Long FCNTX, or Notes from Will Danoff Pod
Barry Ritholz interviewed Will Danoff for his pod Masters in Business recently, and I highly recommend giving it a listen. For those not familiar with Danoff (I wasn’t until this pod), he is the manager for a Fidelity mutual fund called Contrafund which has smoked the S&P for the last few decades. Contrafund has $139bn under management and the returns are stunning – from Fidelity:
A $10K investment in the fund in 1990 would be worth over 2.3 times that of a hypothetical investment in its benchmark over the same period. On average, the Fidelity Contrafund has beaten the S&P 500 Index by 3.16% per year.
During Will Danoff’s tenure, Contrafund has outperformed the S&P 500 Index in 100% of rolling 10-year time periods.
– Fidelity write-up on Contrafund

I found Danoff’s interview really approachable and enjoyed listening to him talk about his own approach.
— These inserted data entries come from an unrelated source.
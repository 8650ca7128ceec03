use std::collections::VecDeque;

use anyhow::Result;

use crate::network::{FlowNetwork, NodeId};

/// Outcome of one max-flow run.
pub struct MaxFlow {
    /// value of the maximum flow, equal to the directed s-t min-cut
    pub value: i64,
    /// nodes reachable from the source in the final residual graph; these
    /// form the source side of a minimum cut
    pub source_side: Vec<bool>,
}

/// Breadth-first search over positive-residual edges, recording the
/// predecessor edge of every reached node. The whole residual graph is
/// explored so the returned marking is a complete reachability map from
/// `source`, not just a path witness.
fn residual_bfs(
    network: &FlowNetwork,
    source: NodeId,
    pred: &mut [Option<usize>],
) -> Vec<bool> {
    pred.fill(None);
    let mut visited = vec![false; network.node_count()];
    let mut queue = VecDeque::new();
    visited[source.index()] = true;
    queue.push_back(source);
    while let Some(u) = queue.pop_front() {
        for edge in network.edges_from(u) {
            let v = network.endpoints(edge).1;
            if !visited[v.index()] && network.residual(edge) > 0 {
                visited[v.index()] = true;
                pred[v.index()] = Some(edge);
                queue.push_back(v);
            }
        }
    }
    visited
}

/// Edmonds-Karp: repeated shortest augmenting paths.
///
/// Resets the network's flow, then augments along the fewest-edges path
/// found by BFS until the sink becomes unreachable. Postcondition: the
/// returned `source_side` is the residual reachability marking from
/// `source` of the terminating BFS round.
pub fn max_flow(network: &mut FlowNetwork, source: NodeId, sink: NodeId) -> Result<MaxFlow> {
    network.reset_flow();
    let mut pred = vec![None; network.node_count()];
    let mut value = 0;
    loop {
        let visited = residual_bfs(network, source, &mut pred);
        if !visited[sink.index()] {
            return Ok(MaxFlow {
                value,
                source_side: visited,
            });
        }

        let mut bottleneck = i64::MAX;
        let mut w = sink;
        while let Some(edge) = pred[w.index()] {
            bottleneck = bottleneck.min(network.residual(edge));
            w = network.endpoints(edge).0;
        }

        let mut w = sink;
        while let Some(edge) = pred[w.index()] {
            network.push(edge, bottleneck)?;
            w = network.endpoints(edge).0;
        }

        value += bottleneck;
    }
}

/// Undirected min-cut between `s` and `t`.
///
/// Capacities are symmetric, so the two directed max-flow values agree in
/// the ideal case; both are still computed and the larger taken, so that a
/// saturation difference between directions can never under-report a cut.
pub fn min_cut(network: &mut FlowNetwork, s: NodeId, t: NodeId) -> Result<i64> {
    let forward = max_flow(network, s, t)?.value;
    let backward = max_flow(network, t, s)?.value;
    Ok(forward.max(backward))
}
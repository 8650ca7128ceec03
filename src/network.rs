use anyhow::{bail, ensure, Result};

/// Vertex handle into a [`FlowNetwork`]. Obtained through
/// [`FlowNetwork::node`], so it is always in range for the network that
/// produced it.
#[derive(Clone, Copy, PartialEq, Eq, Hash, Debug)]
pub struct NodeId(usize);

impl NodeId {
    pub fn index(self) -> usize {
        self.0
    }
}

struct Edge {
    points: (NodeId, NodeId),
    cap: i64,
    flow: i64,
}

/// Directed doubled representation of an undirected capacitated graph.
///
/// An undirected edge occupies two consecutive slots in the edge arena,
/// one per direction, both carrying the full capacity. Each slot is the
/// reverse counterpart of the other; the pairing stays internal and all
/// flow updates go through [`FlowNetwork::push`].
pub struct FlowNetwork {
    /// map from node to edge ids
    adjacency: Vec<Vec<usize>>,
    /// edge storage
    edges: Vec<Edge>,
}

impl FlowNetwork {
    pub fn new(nodes: usize) -> Result<Self> {
        ensure!(nodes > 0, "a flow network needs at least one node");
        Ok(FlowNetwork {
            adjacency: vec![vec![]; nodes],
            edges: vec![],
        })
    }

    pub fn node_count(&self) -> usize {
        self.adjacency.len()
    }

    pub fn node(&self, index: usize) -> Result<NodeId> {
        ensure!(
            index < self.adjacency.len(),
            "node index {} out of range for a network of {} nodes",
            index,
            self.adjacency.len()
        );
        Ok(NodeId(index))
    }

    /// Adds an undirected edge as two mutually reverse directed edges of
    /// equal capacity.
    pub fn add_edge(&mut self, u: NodeId, v: NodeId, cap: i64) -> Result<()> {
        ensure!(u != v, "self-loop on node {} rejected", u.index());
        ensure!(cap >= 0, "negative capacity {} rejected", cap);
        let m = self.edges.len();
        self.edges.push(Edge {
            points: (u, v),
            cap,
            flow: 0,
        });
        self.edges.push(Edge {
            points: (v, u),
            cap,
            flow: 0,
        });
        self.adjacency[u.index()].push(m);
        self.adjacency[v.index()].push(m + 1);
        Ok(())
    }

    pub fn undirected_edge_count(&self) -> usize {
        self.edges.len() / 2
    }

    /// Ids of the directed edges leaving `u`.
    pub fn edges_from(&self, u: NodeId) -> impl Iterator<Item = usize> + '_ {
        self.adjacency[u.index()].iter().copied()
    }

    pub fn endpoints(&self, edge: usize) -> (NodeId, NodeId) {
        self.edges[edge].points
    }

    pub fn capacity(&self, edge: usize) -> i64 {
        self.edges[edge].cap
    }

    pub fn residual(&self, edge: usize) -> i64 {
        self.edges[edge].cap - self.edges[edge].flow
    }

    pub fn reset_flow(&mut self) {
        for edge in &mut self.edges {
            edge.flow = 0;
        }
    }

    /// The reverse counterpart of `edge`, if the arena slot pairing is a
    /// proper mirror.
    fn reverse(&self, edge: usize) -> Option<usize> {
        let rev = edge ^ 1;
        let (u, v) = self.edges.get(edge)?.points;
        let (ru, rv) = self.edges.get(rev)?.points;
        (ru == v && rv == u).then_some(rev)
    }

    /// Pushes `amount` units of flow along `edge`, cancelling the same
    /// amount on its reverse. A missing reverse means the network was not
    /// properly doubled and the computation must not proceed.
    pub fn push(&mut self, edge: usize, amount: i64) -> Result<()> {
        let Some(rev) = self.reverse(edge) else {
            let (u, v) = self.edges[edge].points;
            bail!(
                "edge {} -> {} has no reverse counterpart; network is not properly doubled",
                u.index(),
                v.index()
            );
        };
        self.edges[edge].flow += amount;
        self.edges[rev].flow -= amount;
        Ok(())
    }

    /// Net flow out of `v` (outgoing minus incoming). Zero for every node
    /// except the source and sink of the last max-flow run.
    pub fn net_outflow(&self, v: NodeId) -> i64 {
        self.adjacency[v.index()]
            .iter()
            .map(|&e| self.edges[e].flow)
            .sum()
    }

    /// Total capacity incident to `v`; an upper bound on any cut value
    /// separating `v` from the rest of the graph.
    pub fn capacity_around(&self, v: NodeId) -> i64 {
        self.adjacency[v.index()]
            .iter()
            .map(|&e| self.edges[e].cap)
            .sum()
    }

    /// One entry per undirected edge, with its capacity.
    pub fn undirected_edges(&self) -> impl Iterator<Item = (NodeId, NodeId, i64)> + '_ {
        self.edges
            .iter()
            .step_by(2)
            .map(|edge| (edge.points.0, edge.points.1, edge.cap))
    }

    /// Test hook: appends a lone directed edge without its reverse,
    /// deliberately breaking the doubling invariant.
    #[cfg(test)]
    pub fn push_undoubled_edge(&mut self, u: NodeId, v: NodeId, cap: i64) {
        let m = self.edges.len();
        self.edges.push(Edge {
            points: (u, v),
            cap,
            flow: 0,
        });
        self.adjacency[u.index()].push(m);
    }
}
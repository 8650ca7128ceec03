use anyhow::Result;
use tracing::debug;

use crate::edmonds_karp::max_flow;
use crate::network::FlowNetwork;

/// Working state of one tree build: tentative parent of every node in the
/// tree under construction and the cut value towards that parent. Node 0
/// is the initial parent of everyone.
struct GusfieldState {
    parent: Vec<usize>,
    flow_to_parent: Vec<i64>,
}

impl GusfieldState {
    fn new(nodes: usize) -> Self {
        GusfieldState {
            parent: vec![0; nodes],
            flow_to_parent: vec![0; nodes],
        }
    }
}

/// Builds the Gomory-Hu tree of `network` with Gusfield's algorithm.
///
/// Runs n-1 max-flow computations on the original network. The returned
/// network has one doubled edge per tree edge, with capacity equal to the
/// cut value it realizes; it answers the same min-cut queries as the
/// original graph. Disconnected inputs yield a forest, since a zero cut
/// value produces no tree edge.
pub fn build_tree(network: &mut FlowNetwork) -> Result<FlowNetwork> {
    let n = network.node_count();
    let mut state = GusfieldState::new(n);
    let mut cut_tree = vec![vec![0i64; n]; n];

    for s in 1..n {
        let t = state.parent[s];
        let source = network.node(s)?;
        let sink = network.node(t)?;

        // the residual reachability from s doubles as the side-of-cut
        // marking used for the re-parenting below
        let outcome = max_flow(network, source, sink)?;
        state.flow_to_parent[s] = outcome.value;

        // every other child of t that landed on s's side of the cut is
        // separated from t together with s, so it follows s
        for i in 0..n {
            if i != s && state.parent[i] == t && outcome.source_side[i] {
                state.parent[i] = s;
            }
        }

        // cross-over: when t's own parent lands on s's side, s takes t's
        // place in the tree and t hangs below s, keeping the parent
        // pointers acyclic over the nodes processed so far
        if outcome.source_side[state.parent[t]] {
            state.parent[s] = state.parent[t];
            state.parent[t] = s;
            state.flow_to_parent[s] = state.flow_to_parent[t];
            state.flow_to_parent[t] = outcome.value;
        }

        debug!(s, t, cut = outcome.value, "gusfield iteration");

        // the parent array is final once the last node is processed
        if s == n - 1 {
            for i in 1..n {
                cut_tree[i][state.parent[i]] = state.flow_to_parent[i];
                cut_tree[state.parent[i]][i] = state.flow_to_parent[i];
            }
        }
    }

    let mut tree = FlowNetwork::new(n)?;
    for i in 0..n {
        for j in (i + 1)..n {
            let cap = cut_tree[i][j].max(cut_tree[j][i]);
            if cap > 0 {
                let u = tree.node(i)?;
                let v = tree.node(j)?;
                tree.add_edge(u, v, cap)?;
            }
        }
    }
    Ok(tree)
}
use anyhow::Result;

use crate::edmonds_karp::min_cut;
use crate::network::FlowNetwork;

/// Symmetric matrix of min-cut values, zero on the diagonal.
pub type CutMatrix = Vec<Vec<i64>>;

/// Min-cut value for every ordered pair of nodes.
///
/// Works on the original graph (the brute-force baseline) and on a
/// Gomory-Hu tree alike; the tree's capacities already encode the cut
/// values, so running the same engine on it returns the same matrix.
pub fn all_pairs_min_cut(network: &mut FlowNetwork) -> Result<CutMatrix> {
    let n = network.node_count();
    let mut cuts = vec![vec![0i64; n]; n];
    for i in 0..n {
        for j in 0..n {
            if i == j {
                continue;
            }
            let u = network.node(i)?;
            let v = network.node(j)?;
            cuts[i][j] = min_cut(network, u, v)?;
        }
    }
    Ok(cuts)
}

#[cfg(test)]
mod test {
    use super::*;
    use crate::generator::random_network;
    use crate::gomory_hu::build_tree;

    #[test]
    fn tree_and_reference_agree_on_a_random_graph() {
        let mut net = random_network(12, 22, 10, Some(42)).unwrap();
        let reference = all_pairs_min_cut(&mut net).unwrap();
        let mut tree = build_tree(&mut net).unwrap();
        let from_tree = all_pairs_min_cut(&mut tree).unwrap();
        assert_eq!(reference, from_tree);
    }

    #[test]
    fn matrix_is_symmetric_with_zero_diagonal_and_bounded() {
        let mut net = random_network(10, 18, 7, Some(7)).unwrap();
        let cuts = all_pairs_min_cut(&mut net).unwrap();
        for i in 0..10 {
            assert_eq!(cuts[i][i], 0);
            let around_i = net.capacity_around(net.node(i).unwrap());
            for j in 0..10 {
                assert_eq!(cuts[i][j], cuts[j][i]);
                assert!(cuts[i][j] >= 0);
                let around_j = net.capacity_around(net.node(j).unwrap());
                assert!(cuts[i][j] <= around_i.min(around_j));
            }
        }
    }

    #[test]
    fn rebuilding_the_tree_changes_no_answer() {
        let mut net = random_network(9, 14, 6, Some(3)).unwrap();
        let mut first = build_tree(&mut net).unwrap();
        let mut second = build_tree(&mut net).unwrap();
        assert_eq!(
            all_pairs_min_cut(&mut first).unwrap(),
            all_pairs_min_cut(&mut second).unwrap()
        );
    }
}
Danoff’s track record and approach to evaluating companies convinced me to dollar cost average into Contrafund immediately after the pod ended – the ticker is FCNTX for those interested. I’m excited to watch his portfolio (which has over 300 public and mostly large cap companies) now that I have skin in the game.
Some lessons learned and observations I had from the pod:
- Look for doubling of earnings in 5 years. This is a key question to ask yourself before you buy the company – how quickly can they double earnings?
- Think of how much to invest kind of like playing poker (pre-flop, flop, turn, river). As time goes on, you’re going to get more cards to tell you how much to bet. One example is SBUX – early in history they had stores in Pacific Northwest and it wasn’t known whether the concept would work outside of “tree-hugger” types (Danoff’s words :-)). At this point you maybe have a high card and a decent kicker – good potential but lots of room for failure. They then made stores work in Northeast and then management started showing math working on returns on capital for each new store opened – now maybe you think of this as getting a two pair or something good on flop. Bet more as good stories unfold. As more uncertainty around a company is removed because of great execution and proof in the data, it makes sense to increase your bets (as aside, I’ve often been hesitant to dollar cost average up and want to improve at this)
- Pay attention to what management has to say, and not necessarily their intent. Management is pitching you, the investor, for a reason – they need capital. What management is telling you about the business can inform an investment decision outside of buying the company management represents. Danoff tells a notable story about how when Ask.com (AskJeeves) pitched Fidelity, he got more insight into Google’s dominance at search and ended up investing in Google instead.
- What would the world look like without this company? This is another good framing question for company evaluation. Consider AMZN during COVID
- Companies can stay expensive relative to the market for decades. In cases where you think growth will continue and business quality is excellent, don’t let this dissuade you. Teams pay up for great athletes (ex. MJ on Bulls); great stocks are expensive and stay expensive
- Own best of breed – you’re not looking for someone who can bump market share from 1-5% – you’re looking for someone who can win the market who has incredibly high customer satisfaction
- There’s a reason indexes are hard to beat – the worst names get kicked out of the index and the best names become a larger percentage (think of FAANG representing big percentage of S&P return). How does your portfolio compare to the index? If the sectors you’re invested in are way different from the S&P allocation, you’re taking a big bet against the index
Anyways, thought this pod was excellent and recommend everyone give it a listen.